### Problem requirements
If a line in the entries below contains "MessageResponse", copy it.

### Stored data entries

◇ ◇ ◇ ◇

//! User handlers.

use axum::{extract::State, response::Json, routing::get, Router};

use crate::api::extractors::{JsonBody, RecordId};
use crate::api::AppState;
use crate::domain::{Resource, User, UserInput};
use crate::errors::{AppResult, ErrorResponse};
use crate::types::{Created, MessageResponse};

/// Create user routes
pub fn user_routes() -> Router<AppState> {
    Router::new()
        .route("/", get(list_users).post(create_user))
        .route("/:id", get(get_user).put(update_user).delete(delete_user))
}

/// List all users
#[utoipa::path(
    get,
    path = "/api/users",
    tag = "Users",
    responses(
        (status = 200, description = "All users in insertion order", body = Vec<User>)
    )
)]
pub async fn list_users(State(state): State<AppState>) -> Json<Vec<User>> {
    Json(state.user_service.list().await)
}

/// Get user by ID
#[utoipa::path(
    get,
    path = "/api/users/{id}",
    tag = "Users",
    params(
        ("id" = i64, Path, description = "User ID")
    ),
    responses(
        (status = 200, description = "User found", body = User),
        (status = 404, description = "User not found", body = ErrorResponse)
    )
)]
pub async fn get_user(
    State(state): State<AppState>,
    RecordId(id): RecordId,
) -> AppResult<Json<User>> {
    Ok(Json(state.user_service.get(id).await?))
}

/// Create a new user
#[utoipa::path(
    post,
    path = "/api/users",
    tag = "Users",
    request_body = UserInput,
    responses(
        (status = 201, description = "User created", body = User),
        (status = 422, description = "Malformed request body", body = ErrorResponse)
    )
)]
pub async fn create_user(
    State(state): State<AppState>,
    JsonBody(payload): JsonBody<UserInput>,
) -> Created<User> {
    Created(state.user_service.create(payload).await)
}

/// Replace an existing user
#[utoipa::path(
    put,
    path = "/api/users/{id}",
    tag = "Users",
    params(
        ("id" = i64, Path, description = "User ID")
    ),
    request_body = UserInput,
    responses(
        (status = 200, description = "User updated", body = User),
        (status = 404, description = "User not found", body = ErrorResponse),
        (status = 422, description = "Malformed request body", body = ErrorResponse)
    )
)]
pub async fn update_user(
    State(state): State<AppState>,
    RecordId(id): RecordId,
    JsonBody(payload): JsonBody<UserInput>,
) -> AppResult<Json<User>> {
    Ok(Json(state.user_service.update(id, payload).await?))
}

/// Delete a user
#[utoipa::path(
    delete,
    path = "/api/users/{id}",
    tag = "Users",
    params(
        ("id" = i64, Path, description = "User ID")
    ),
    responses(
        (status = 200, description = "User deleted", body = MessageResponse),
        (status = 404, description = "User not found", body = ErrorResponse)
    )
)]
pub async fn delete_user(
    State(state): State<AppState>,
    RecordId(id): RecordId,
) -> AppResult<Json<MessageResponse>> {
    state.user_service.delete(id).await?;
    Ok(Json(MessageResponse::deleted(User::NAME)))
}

◇ ◇ ◇ ◇

### Response
use crate::types::{Created, MessageResponse};
        (status = 200, description = "User deleted", body = MessageResponse),
) -> AppResult<Json<MessageResponse>> {
    Ok(Json(MessageResponse::deleted(User::NAME)))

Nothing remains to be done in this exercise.